You may know Boulder, Colorado as the quirky home of Mork and Mindy in the 70’s TV show.
Or you have heard its laid-back culture described as “25 square miles surrounded by reality.” This is the town where Steven King wrote “The Shining,” and it hosts outstanding universities.
In the world of Business Intelligence, Boulder plays a special role too, as the home of the Boulder BI Brain Trust - the #BBBT on Twitter - a quirky, laid-back group of researchers and consultants: as we call them, “influencers.”
Perhaps as a twist of geography, there’s a remarkable number of such influencers around this Rocky Mountain town.

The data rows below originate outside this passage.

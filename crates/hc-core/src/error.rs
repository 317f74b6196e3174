use std::fmt;

use serde::{Deserialize, Serialize};
use thiserror::Error;

#[derive(Debug, Clone, Copy, PartialEq, Eq, Hash, Serialize, Deserialize)]
#[serde(rename_all = "snake_case")]
pub enum FailureKind {
    Resolution,
    Connection,
    Protocol,
    StatusMismatch,
    Fault,
}

impl fmt::Display for FailureKind {
    fn fmt(&self, f: &mut fmt::Formatter<'_>) -> fmt::Result {
        match self {
            Self::Resolution => write!(f, "Resolution Failure"),
            Self::Connection => write!(f, "Connection Failure"),
            Self::Protocol => write!(f, "Protocol Failure"),
            Self::StatusMismatch => write!(f, "Status Mismatch"),
            Self::Fault => write!(f, "Configuration Fault"),
        }
    }
}

/// Failure of a single probe run.
///
/// Every variant names the thing that was being checked (`target`) and the
/// step that broke (`stage`), so the rendered message is enough for a human
/// reading a chat notification to know where to look.
#[derive(Debug, Clone, Error, PartialEq, Eq)]
pub enum ProbeError {
    #[error("resolve {target}: {stage}: {reason}")]
    Resolution {
        target: String,
        stage: String,
        reason: String,
    },
    #[error("connect {target}: {stage}: {reason}")]
    Connection {
        target: String,
        stage: String,
        reason: String,
    },
    #[error("{target}: {stage}: protocol failure: {reason}")]
    Protocol {
        target: String,
        stage: String,
        reason: String,
    },
    #[error("{target}: unexpected status: expected {expected}, got {actual}")]
    StatusMismatch {
        target: String,
        expected: String,
        actual: String,
    },
    /// A contract the code relies on was broken (pinned dial reached for
    /// another host, DNS answered with a record type that was not asked for).
    /// Not retryable: the poller stops the affected check.
    #[error("fault in {target}: {reason}")]
    Fault { target: String, reason: String },
}

impl ProbeError {
    pub fn resolution(
        target: impl Into<String>,
        stage: impl Into<String>,
        reason: impl fmt::Display,
    ) -> Self {
        Self::Resolution {
            target: target.into(),
            stage: stage.into(),
            reason: reason.to_string(),
        }
    }

    pub fn connection(
        target: impl Into<String>,
        stage: impl Into<String>,
        reason: impl fmt::Display,
    ) -> Self {
        Self::Connection {
            target: target.into(),
            stage: stage.into(),
            reason: reason.to_string(),
        }
    }

    pub fn protocol(
        target: impl Into<String>,
        stage: impl Into<String>,
        reason: impl fmt::Display,
    ) -> Self {
        Self::Protocol {
            target: target.into(),
            stage: stage.into(),
            reason: reason.to_string(),
        }
    }

    pub fn status(
        target: impl Into<String>,
        expected: impl fmt::Display,
        actual: impl fmt::Display,
    ) -> Self {
        Self::StatusMismatch {
            target: target.into(),
            expected: expected.to_string(),
            actual: actual.to_string(),
        }
    }

    pub fn fault(target: impl Into<String>, reason: impl fmt::Display) -> Self {
        Self::Fault {
            target: target.into(),
            reason: reason.to_string(),
        }
    }

    pub fn kind(&self) -> FailureKind {
        match self {
            Self::Resolution { .. } => FailureKind::Resolution,
            Self::Connection { .. } => FailureKind::Connection,
            Self::Protocol { .. } => FailureKind::Protocol,
            Self::StatusMismatch { .. } => FailureKind::StatusMismatch,
            Self::Fault { .. } => FailureKind::Fault,
        }
    }

    pub fn is_fault(&self) -> bool {
        self.kind() == FailureKind::Fault
    }
}
#![forbid(unsafe_code)]

pub mod config;
pub mod dial;
pub mod dns;
pub mod error;
pub mod group;
pub mod poller;
pub mod probe;
pub mod registry;
pub mod sink;

pub use config::{
    CephDef, CheckDef, ConfigError, DnsSettings, HcioDef, MatrixCredentials, MatrixDef,
    MatrixSinkDef, ProbeDef, SinkDef, SinkKind, SmtpDef,
};
pub use dial::{pinned_client, tls13_connector, tls13_connector_with_roots, Dial, PinViolation, TcpDialer};
pub use dns::{AddressFamily, DnsError, Exchange, PinnedServer, Pointer, PointerKind, Resolver};
pub use error::{FailureKind, ProbeError};
pub use group::{Policy, TaskGroup};
pub use poller::{Cycle, Poller, PollerState};
pub use probe::{merge_targets, CephProbe, MatrixProbe, Probe, SmtpProbe, Target};
pub use registry::{build_probe, build_sinks, CheckDeps, Registry, RunReport};
pub use sink::{HcioSink, MatrixClient, MatrixSink, Sink, SinkError};
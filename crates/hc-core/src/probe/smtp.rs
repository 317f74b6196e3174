//! SMTP reachability: every mail exchanger address must accept STARTTLS and
//! complete a TLS 1.3 handshake for the exchanger's name.

use std::net::SocketAddr;
use std::sync::Arc;

use async_trait::async_trait;
use tokio::io::{AsyncBufRead, AsyncBufReadExt, AsyncWrite, AsyncWriteExt, BufReader};
use tokio_rustls::TlsConnector;
use tokio_util::sync::CancellationToken;
use tracing::debug;

use super::{cancelled, resolve_cancelled, Probe, Target};
use crate::config::SmtpDef;
use crate::dial::{server_name, Dial};
use crate::dns::{AddressFamily, PointerKind, Resolver};
use crate::error::ProbeError;
use crate::group::TaskGroup;

const READY: &str = "220";
const GREETING: &[u8] = b"EHLO healthcheck\r\n";

pub struct SmtpProbe {
    domain: String,
    family: AddressFamily,
    resolver: Resolver,
    dialer: Arc<dyn Dial>,
    tls: TlsConnector,
}

impl SmtpProbe {
    pub fn new(def: &SmtpDef, resolver: Resolver, dialer: Arc<dyn Dial>, tls: TlsConnector) -> Self {
        Self {
            domain: def.domain.clone(),
            family: def.family(),
            resolver,
            dialer,
            tls,
        }
    }

    /// Every address of every exchanger in the MX set of the domain.
    pub async fn resolve_targets(&self) -> Result<Vec<Target>, ProbeError> {
        let exchangers = match self.resolver.resolve_pointer(&self.domain, PointerKind::Mx).await {
            Ok(exchangers) => exchangers,
            Err(e) if e.is_empty_answer() => {
                return Err(ProbeError::resolution(&self.domain, "MX", "no exchangers defined"))
            }
            Err(e) => return Err(e.into_probe_error("MX")),
        };

        let mut targets = Vec::new();
        for exchanger in exchangers {
            let addrs = self
                .resolver
                .resolve_address(&exchanger.host, self.family)
                .await
                .map_err(|e| e.into_probe_error("exchanger address"))?;
            for ip in addrs {
                targets.push(Target::new(
                    exchanger.host.clone(),
                    SocketAddr::new(ip, exchanger.port),
                ));
            }
        }

        if targets.is_empty() {
            return Err(ProbeError::resolution(&self.domain, "MX", "no exchangers defined"));
        }
        Ok(targets)
    }
}

#[async_trait]
impl Probe for SmtpProbe {
    fn kind(&self) -> &'static str {
        "smtp"
    }

    async fn check(&self, token: CancellationToken) -> Result<(), ProbeError> {
        let targets = token
            .run_until_cancelled(self.resolve_targets())
            .await
            .ok_or_else(|| resolve_cancelled(&self.domain))??;

        debug!(domain = %self.domain, count = targets.len(), "Probing mail exchangers");

        let mut group = TaskGroup::new(&token);
        for target in targets {
            let dialer = Arc::clone(&self.dialer);
            let tls = self.tls.clone();
            group.go(move |token| async move { probe_exchanger(dialer, tls, target, token).await });
        }
        group.wait().await
    }
}

async fn probe_exchanger(
    dialer: Arc<dyn Dial>,
    tls: TlsConnector,
    target: Target,
    token: CancellationToken,
) -> Result<(), ProbeError> {
    let label = target.to_string();

    let stream = token
        .run_until_cancelled(dialer.dial(target.addr))
        .await
        .ok_or_else(|| cancelled(&label, "dial"))?
        .map_err(|e| ProbeError::connection(&label, "dial", e))?;

    // The session owns the socket; losing the race against the token drops
    // the session future and with it the connection.
    let result = token
        .run_until_cancelled(session(stream, &tls, &target, &label))
        .await
        .ok_or_else(|| cancelled(&label, "session"))?;

    if result.is_ok() {
        debug!(endpoint = %label, "STARTTLS handshake succeeded");
    }
    result
}

async fn session<S>(stream: S, tls: &TlsConnector, target: &Target, label: &str) -> Result<(), ProbeError>
where
    S: tokio::io::AsyncRead + AsyncWrite + Unpin,
{
    let mut reader = BufReader::new(stream);
    prepare_tls(&mut reader, label).await?;

    let name = server_name(&target.host)?;
    let mut tls_stream = tls
        .connect(name, reader.into_inner())
        .await
        .map_err(|e| ProbeError::protocol(label, "TLS handshake", e))?;

    tls_stream
        .write_all(b"QUIT\r\n")
        .await
        .map_err(|e| ProbeError::connection(label, "QUIT", e))?;
    // The server may already have hung up after QUIT.
    if let Err(e) = tls_stream.shutdown().await {
        debug!(endpoint = label, error = %e, "TLS shutdown after QUIT failed");
    }
    Ok(())
}

/// Plaintext part of the session: greet, expect `220`, request STARTTLS and
/// skip everything the server says until it answers `220` again.
pub async fn prepare_tls<S>(stream: &mut S, label: &str) -> Result<(), ProbeError>
where
    S: AsyncBufRead + AsyncWrite + Unpin,
{
    stream
        .write_all(GREETING)
        .await
        .map_err(|e| ProbeError::connection(label, "write EHLO", e))?;
    stream
        .flush()
        .await
        .map_err(|e| ProbeError::connection(label, "write EHLO", e))?;

    let line = read_reply_line(stream, label, "read EHLO reply").await?;
    if !line.starts_with(READY) {
        return Err(ProbeError::protocol(
            label,
            "EHLO",
            format!("server did not accept greeting: {}", line.trim_end()),
        ));
    }

    stream
        .write_all(b"STARTTLS\r\n")
        .await
        .map_err(|e| ProbeError::connection(label, "write STARTTLS", e))?;
    stream
        .flush()
        .await
        .map_err(|e| ProbeError::connection(label, "write STARTTLS", e))?;

    loop {
        let line = read_reply_line(stream, label, "read STARTTLS reply").await?;
        if line.starts_with(READY) {
            return Ok(());
        }
        debug!(endpoint = label, line = line.trim_end(), "Skipping reply line before STARTTLS go-ahead");
    }
}

async fn read_reply_line<S>(stream: &mut S, label: &str, stage: &str) -> Result<String, ProbeError>
where
    S: AsyncBufRead + Unpin,
{
    let mut line = String::new();
    let read = stream
        .read_line(&mut line)
        .await
        .map_err(|e| ProbeError::connection(label, stage, e))?;
    if read == 0 {
        return Err(ProbeError::connection(label, stage, "connection closed by server"));
    }
    Ok(line)
}
//! DNS lookups against one pinned, non-caching resolver endpoint.
//!
//! Health checks must see what the authoritative servers publish right now,
//! not what a local cache remembers, so every query of a check run goes to
//! the same configured server with caching disabled.

use std::fmt;
use std::net::{IpAddr, SocketAddr};
use std::sync::Arc;

use async_trait::async_trait;
use hickory_resolver::config::{NameServerConfigGroup, ResolverConfig, ResolverOpts};
use hickory_resolver::error::ResolveErrorKind;
use hickory_resolver::proto::rr::{RData, RecordType};
use hickory_resolver::TokioAsyncResolver;
use serde::{Deserialize, Serialize};
use thiserror::Error;
use tracing::debug;

use crate::config::DnsSettings;
use crate::error::ProbeError;

/// Port assumed for mail exchangers found through MX records.
pub const SMTP_PORT: u16 = 25;

#[derive(Debug, Clone, Copy, PartialEq, Eq, Hash, Serialize, Deserialize)]
#[serde(rename_all = "lowercase")]
pub enum AddressFamily {
    V4,
    V6,
}

impl AddressFamily {
    pub fn from_ipv4_flag(ipv4: bool) -> Self {
        if ipv4 {
            Self::V4
        } else {
            Self::V6
        }
    }

    pub fn record_type(self) -> RecordType {
        match self {
            Self::V4 => RecordType::A,
            Self::V6 => RecordType::AAAA,
        }
    }

    pub fn matches(self, ip: &IpAddr) -> bool {
        match self {
            Self::V4 => ip.is_ipv4(),
            Self::V6 => ip.is_ipv6(),
        }
    }
}

impl fmt::Display for AddressFamily {
    fn fmt(&self, f: &mut fmt::Formatter<'_>) -> fmt::Result {
        match self {
            Self::V4 => write!(f, "ipv4"),
            Self::V6 => write!(f, "ipv6"),
        }
    }
}

#[derive(Debug, Clone, Copy, PartialEq, Eq)]
pub enum PointerKind {
    Mx,
    Srv,
}

impl PointerKind {
    pub fn record_type(self) -> RecordType {
        match self {
            Self::Mx => RecordType::MX,
            Self::Srv => RecordType::SRV,
        }
    }
}

/// Host and port a MX or SRV record points at.
#[derive(Debug, Clone, PartialEq, Eq, Hash)]
pub struct Pointer {
    pub host: String,
    pub port: u16,
}

#[derive(Debug, Clone, Error, PartialEq, Eq)]
pub enum DnsError {
    #[error("no {record_type} records for {name}")]
    Empty { name: String, record_type: RecordType },
    #[error("{record_type} query for {name} failed: {reason}")]
    Exchange {
        name: String,
        record_type: RecordType,
        reason: String,
    },
    #[error("{name}: asked for {expected}, answer contained {actual}")]
    UnexpectedRecord {
        name: String,
        expected: RecordType,
        actual: RecordType,
    },
}

impl DnsError {
    pub fn is_empty_answer(&self) -> bool {
        matches!(self, Self::Empty { .. })
    }

    /// Classify for the probe layer. A mistyped answer breaks the resolver
    /// contract and becomes a fault; everything else is a resolution failure.
    pub fn into_probe_error(self, stage: &str) -> ProbeError {
        match self {
            Self::Empty { ref name, .. } | Self::Exchange { ref name, .. } => {
                ProbeError::resolution(name.clone(), stage, &self)
            }
            Self::UnexpectedRecord { ref name, .. } => ProbeError::fault(name.clone(), &self),
        }
    }
}

/// One question to one DNS server. Implementations must not cache.
///
/// An empty answer is `Ok(vec![])`; interpreting emptiness is up to the caller.
#[async_trait]
pub trait Exchange: Send + Sync {
    async fn exchange(&self, name: &str, record_type: RecordType) -> Result<Vec<RData>, DnsError>;
}

/// [`Exchange`] backed by hickory, talking to exactly one name server.
pub struct PinnedServer {
    server: SocketAddr,
    resolver: TokioAsyncResolver,
}

impl PinnedServer {
    pub fn new(settings: &DnsSettings) -> Self {
        let name_servers =
            NameServerConfigGroup::from_ips_clear(&[settings.server.ip()], settings.server.port(), true);
        let config = ResolverConfig::from_parts(None, vec![], name_servers);

        let mut opts = ResolverOpts::default();
        opts.cache_size = 0;
        opts.use_hosts_file = false;
        opts.ndots = 0;
        opts.timeout = settings.timeout();
        opts.attempts = 1;

        Self {
            server: settings.server,
            resolver: TokioAsyncResolver::tokio(config, opts),
        }
    }

    pub fn server(&self) -> SocketAddr {
        self.server
    }
}

#[async_trait]
impl Exchange for PinnedServer {
    async fn exchange(&self, name: &str, record_type: RecordType) -> Result<Vec<RData>, DnsError> {
        match self.resolver.lookup(name, record_type).await {
            Ok(lookup) => Ok(lookup.iter().cloned().collect()),
            Err(err) => match err.kind() {
                ResolveErrorKind::NoRecordsFound { .. } => Ok(Vec::new()),
                _ => Err(DnsError::Exchange {
                    name: name.to_string(),
                    record_type,
                    reason: err.to_string(),
                }),
            },
        }
    }
}

/// Typed lookups on top of an [`Exchange`]. Cheap to clone; all clones share
/// the same server.
#[derive(Clone)]
pub struct Resolver {
    exchange: Arc<dyn Exchange>,
}

impl Resolver {
    pub fn new(exchange: Arc<dyn Exchange>) -> Self {
        Self { exchange }
    }

    pub fn pinned(settings: &DnsSettings) -> Self {
        Self::new(Arc::new(PinnedServer::new(settings)))
    }

    /// A or AAAA addresses of `name`, depending on `family`.
    pub async fn resolve_address(
        &self,
        name: &str,
        family: AddressFamily,
    ) -> Result<Vec<IpAddr>, DnsError> {
        let fqdn = fqdn(name);
        let expected = family.record_type();
        let answers = self.exchange.exchange(&fqdn, expected).await?;

        let mut addrs = Vec::with_capacity(answers.len());
        for answer in &answers {
            let ip = match answer {
                RData::A(a) if family == AddressFamily::V4 => IpAddr::V4(a.0),
                RData::AAAA(aaaa) if family == AddressFamily::V6 => IpAddr::V6(aaaa.0),
                RData::CNAME(_) => continue,
                other => {
                    return Err(DnsError::UnexpectedRecord {
                        name: fqdn,
                        expected,
                        actual: other.record_type(),
                    })
                }
            };
            addrs.push(ip);
        }

        if addrs.is_empty() {
            return Err(DnsError::Empty {
                name: fqdn,
                record_type: expected,
            });
        }
        debug!(name = %fqdn, %family, count = addrs.len(), "Resolved addresses");
        Ok(addrs)
    }

    /// Targets of the MX or SRV records of `name`. MX targets get
    /// [`SMTP_PORT`]; SRV targets carry their own port.
    pub async fn resolve_pointer(
        &self,
        name: &str,
        kind: PointerKind,
    ) -> Result<Vec<Pointer>, DnsError> {
        let fqdn = fqdn(name);
        let expected = kind.record_type();
        let answers = self.exchange.exchange(&fqdn, expected).await?;

        let mut pointers = Vec::with_capacity(answers.len());
        for answer in &answers {
            let pointer = match answer {
                RData::MX(mx) if kind == PointerKind::Mx => Pointer {
                    host: host_of(&mx.exchange().to_utf8()),
                    port: SMTP_PORT,
                },
                RData::SRV(srv) if kind == PointerKind::Srv => Pointer {
                    host: host_of(&srv.target().to_utf8()),
                    port: srv.port(),
                },
                RData::CNAME(_) => continue,
                other => {
                    return Err(DnsError::UnexpectedRecord {
                        name: fqdn,
                        expected,
                        actual: other.record_type(),
                    })
                }
            };
            pointers.push(pointer);
        }

        if pointers.is_empty() {
            return Err(DnsError::Empty {
                name: fqdn,
                record_type: expected,
            });
        }
        debug!(name = %fqdn, record_type = %expected, count = pointers.len(), "Resolved pointers");
        Ok(pointers)
    }
}

/// Absolute form of `name`, so search domains never apply.
pub fn fqdn(name: &str) -> String {
    if name.ends_with('.') {
        name.to_string()
    } else {
        format!("{name}.")
    }
}

fn host_of(name: &str) -> String {
    name.trim_end_matches('.').to_string()
}
//! healthchecks.io dead man's switch.
//!
//! Only successful cycles ping. A failing check stays silent and the missing
//! ping is what raises the alarm on the healthchecks.io side.

use async_trait::async_trait;
use reqwest::Client;
use tokio_util::sync::CancellationToken;
use tracing::debug;
use url::Url;

use super::{Sink, SinkError};
use crate::config::HcioDef;
use crate::error::ProbeError;

pub struct HcioSink {
    url: Url,
    http: Client,
}

impl HcioSink {
    pub fn new(def: &HcioDef, http: Client) -> Result<Self, SinkError> {
        let invalid = |reason: &str| SinkError::Url {
            url: def.base_url.clone(),
            reason: reason.to_string(),
        };
        let mut url = Url::parse(&def.base_url).map_err(|e| invalid(&e.to_string()))?;
        url.path_segments_mut()
            .map_err(|_| invalid("cannot be a base URL"))?
            .pop_if_empty()
            .push(def.uuid.trim());
        Ok(Self { url, http })
    }

    pub fn url(&self) -> &Url {
        &self.url
    }

    async fn ping(&self) -> Result<(), SinkError> {
        let response = self
            .http
            .head(self.url.clone())
            .send()
            .await
            .map_err(|e| SinkError::http(&self.url, &e))?;

        let status = response.status();
        if !status.is_success() {
            return Err(SinkError::Status {
                url: self.url.to_string(),
                status: status.as_u16(),
            });
        }
        debug!(url = %self.url, "Pinged healthchecks.io");
        Ok(())
    }
}

#[async_trait]
impl Sink for HcioSink {
    fn kind(&self) -> &'static str {
        "hcio"
    }

    async fn sink(
        &self,
        token: CancellationToken,
        failure: Option<&ProbeError>,
    ) -> Result<(), SinkError> {
        if failure.is_some() {
            return Ok(());
        }
        token
            .run_until_cancelled(self.ping())
            .await
            .unwrap_or(Err(SinkError::Cancelled))
    }
}
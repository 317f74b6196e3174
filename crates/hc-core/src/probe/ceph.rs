//! Ceph cluster health through the `ceph` CLI.

use std::path::{Path, PathBuf};
use std::process::Stdio;

use async_trait::async_trait;
use serde::Deserialize;
use tokio::process::Command;
use tokio_util::sync::CancellationToken;
use tracing::debug;

use super::{cancelled, Probe};
use crate::config::CephDef;
use crate::error::ProbeError;

pub const HEALTH_OK: &str = "HEALTH_OK";
const CREDENTIALS_DIRECTORY: &str = "CREDENTIALS_DIRECTORY";

#[derive(Debug, Deserialize)]
struct Report {
    health: Health,
}

#[derive(Debug, Deserialize)]
struct Health {
    status: String,
}

pub struct CephProbe {
    command: String,
    client_name: Option<String>,
    keyring: Option<PathBuf>,
}

impl CephProbe {
    pub fn new(def: &CephDef) -> Self {
        Self {
            command: def.command.clone(),
            client_name: def.client_name.clone(),
            keyring: def.keyring.clone(),
        }
    }

    /// `status -f json`, plus client name and keyring when configured. A
    /// relative keyring lives in `credentials_dir`.
    pub fn args(&self, credentials_dir: Option<&Path>) -> Result<Vec<String>, ProbeError> {
        let mut args = vec!["status".to_string(), "-f".into(), "json".into()];
        if let Some(name) = &self.client_name {
            args.push("-n".into());
            args.push(name.clone());
        }
        if let Some(keyring) = &self.keyring {
            let path = if keyring.is_absolute() {
                keyring.clone()
            } else {
                let dir = credentials_dir.ok_or_else(|| {
                    ProbeError::fault(
                        &self.command,
                        format!("keyring {} is relative but {CREDENTIALS_DIRECTORY} is not set", keyring.display()),
                    )
                })?;
                dir.join(keyring)
            };
            args.push("-k".into());
            args.push(path.display().to_string());
        }
        Ok(args)
    }

    async fn run(&self, args: Vec<String>) -> Result<Vec<u8>, ProbeError> {
        let output = Command::new(&self.command)
            .args(&args)
            .stdin(Stdio::null())
            .kill_on_drop(true)
            .output()
            .await
            .map_err(|e| ProbeError::connection(&self.command, "spawn", e))?;

        if !output.status.success() {
            let stderr = String::from_utf8_lossy(&output.stderr);
            return Err(ProbeError::connection(
                &self.command,
                "query status",
                format!("{}: {}", output.status, stderr.trim()),
            ));
        }
        Ok(output.stdout)
    }
}

#[async_trait]
impl Probe for CephProbe {
    fn kind(&self) -> &'static str {
        "ceph"
    }

    async fn check(&self, token: CancellationToken) -> Result<(), ProbeError> {
        let credentials_dir = std::env::var_os(CREDENTIALS_DIRECTORY).map(PathBuf::from);
        let args = self.args(credentials_dir.as_deref())?;
        debug!(command = %self.command, ?args, "Querying ceph status");

        // Dropping the output future kills the child.
        let stdout = token
            .run_until_cancelled(self.run(args))
            .await
            .ok_or_else(|| cancelled(&self.command, "query status"))??;
        parse_report(&self.command, &stdout)
    }
}

pub fn parse_report(label: &str, stdout: &[u8]) -> Result<(), ProbeError> {
    let report: Report = serde_json::from_slice(stdout)
        .map_err(|e| ProbeError::protocol(label, "parse status", e))?;
    if report.health.status != HEALTH_OK {
        return Err(ProbeError::status(label, HEALTH_OK, report.health.status));
    }
    Ok(())
}

#[cfg(test)]
mod tests {
    use super::*;
    use crate::error::FailureKind;

    fn def(client: Option<&str>, keyring: Option<&str>, command: &str) -> CephDef {
        CephDef {
            client_name: client.map(String::from),
            keyring: keyring.map(PathBuf::from),
            command: command.into(),
        }
    }

    #[test]
    fn bare_args() {
        let probe = CephProbe::new(&def(None, None, "ceph"));
        assert_eq!(probe.args(None).unwrap(), vec!["status", "-f", "json"]);
    }

    #[test]
    fn relative_keyring_joins_credentials_dir() {
        let probe = CephProbe::new(&def(Some("client.health"), Some("ceph.keyring"), "ceph"));
        let args = probe.args(Some(Path::new("/run/credentials/healthcheck"))).unwrap();
        assert_eq!(
            args,
            vec![
                "status",
                "-f",
                "json",
                "-n",
                "client.health",
                "-k",
                "/run/credentials/healthcheck/ceph.keyring"
            ]
        );
    }

    #[test]
    fn relative_keyring_without_credentials_dir_is_fault() {
        let probe = CephProbe::new(&def(None, Some("ceph.keyring"), "ceph"));
        assert!(probe.args(None).unwrap_err().is_fault());

        let absolute = CephProbe::new(&def(None, Some("/etc/ceph/keyring"), "ceph"));
        assert_eq!(absolute.args(None).unwrap()[4], "/etc/ceph/keyring");
    }

    #[test]
    fn healthy_report_passes() {
        let out = br#"{"fsid": "x", "health": {"status": "HEALTH_OK", "checks": {}}}"#;
        parse_report("ceph", out).unwrap();
    }

    #[test]
    fn warning_is_status_mismatch() {
        let out = br#"{"health": {"status": "HEALTH_WARN"}}"#;
        let err = parse_report("ceph", out).unwrap_err();
        assert_eq!(err.kind(), FailureKind::StatusMismatch);
        assert!(err.to_string().contains("HEALTH_WARN"), "{err}");
    }

    #[test]
    fn garbage_is_protocol_failure() {
        let err = parse_report("ceph", b"status -f json\n").unwrap_err();
        assert_eq!(err.kind(), FailureKind::Protocol);
    }

    #[cfg(unix)]
    #[tokio::test]
    async fn failing_command_is_connection_failure() {
        let probe = CephProbe::new(&def(None, None, "false"));
        let err = probe.check(CancellationToken::new()).await.unwrap_err();
        assert_eq!(err.kind(), FailureKind::Connection);
    }

    #[cfg(unix)]
    #[tokio::test]
    async fn missing_binary_is_connection_failure() {
        let probe = CephProbe::new(&def(None, None, "/nonexistent/ceph"));
        let err = probe.check(CancellationToken::new()).await.unwrap_err();
        assert_eq!(err.kind(), FailureKind::Connection);
    }

    #[cfg(unix)]
    #[tokio::test]
    async fn non_json_output_is_protocol_failure() {
        // echo prints its arguments back, which is not a status report.
        let probe = CephProbe::new(&def(None, None, "echo"));
        let err = probe.check(CancellationToken::new()).await.unwrap_err();
        assert_eq!(err.kind(), FailureKind::Protocol);
    }

    #[cfg(unix)]
    #[tokio::test]
    async fn cancelled_before_start_returns_promptly() {
        let token = CancellationToken::new();
        token.cancel();
        let probe = CephProbe::new(&def(None, None, "sleep"));
        let err = probe.check(token).await.unwrap_err();
        assert!(err.to_string().contains("cancelled"), "{err}");
    }
}
// Copyright (c) 2025 Geoffrey Huntley <ghuntley@ghuntley.com>. All rights reserved.
// SPDX-License-Identifier: Proprietary

//! Core types for the Larder recipe platform.
//!
//! This crate provides the shared domain types for recipes and list-query
//! pagination. It is consumed by the database layer (`larder-server-db`) and
//! by any API surface that serializes these types.
//!
//! # Overview
//!
//! The recipe model supports:
//! - Database-assigned ids and unix-second timestamps
//! - Soft deletion via an `archived_on` marker
//! - Provenance links between recipes (`inspired_by_recipe_id`)
//! - Paginated list results with 1-based page numbers
//!
//! # Example
//!
//! ```
//! use larder_core::{QueryFilter, RecipeCreationInput};
//!
//! let input = RecipeCreationInput {
//!     name: "coq au vin".to_string(),
//!     source: "grandmother's notebook".to_string(),
//!     belongs_to: 1,
//!     ..RecipeCreationInput::default()
//! };
//! assert!(input.inspired_by_recipe_id.is_none());
//!
//! // List queries default to the first page of twenty results.
//! let filter = QueryFilter::default();
//! assert_eq!(filter.page, 1);
//! assert_eq!(filter.query_offset(), 0);
//! ```

pub mod filter;
pub mod recipe;

pub use filter::{QueryFilter, SortOrder, DEFAULT_LIMIT};
pub use recipe::{Recipe, RecipeCreationInput, RecipeList};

Thanks partly to the research universities, Boulder is home to many tech companies, has a fine lifestyle, and a central location allowing easy travel to customers and events.
With this background, in 2006, Boulder resident Claudia Imhoff - a leading thinker and practitioner in the development of modern BI - brought together several of these local luminaries to be briefed by software companies. Companies such as Qlik could reach many influencers at once: for the influencers in turn, they enjoyed day-long deep dives into features and roadmaps that otherwise would be impossible to schedule.
From those local beginnings the briefings have now grown to very international affairs. Consultants join over the web from Europe, South Africa, Abu Dhabi and even from Australia at 1am!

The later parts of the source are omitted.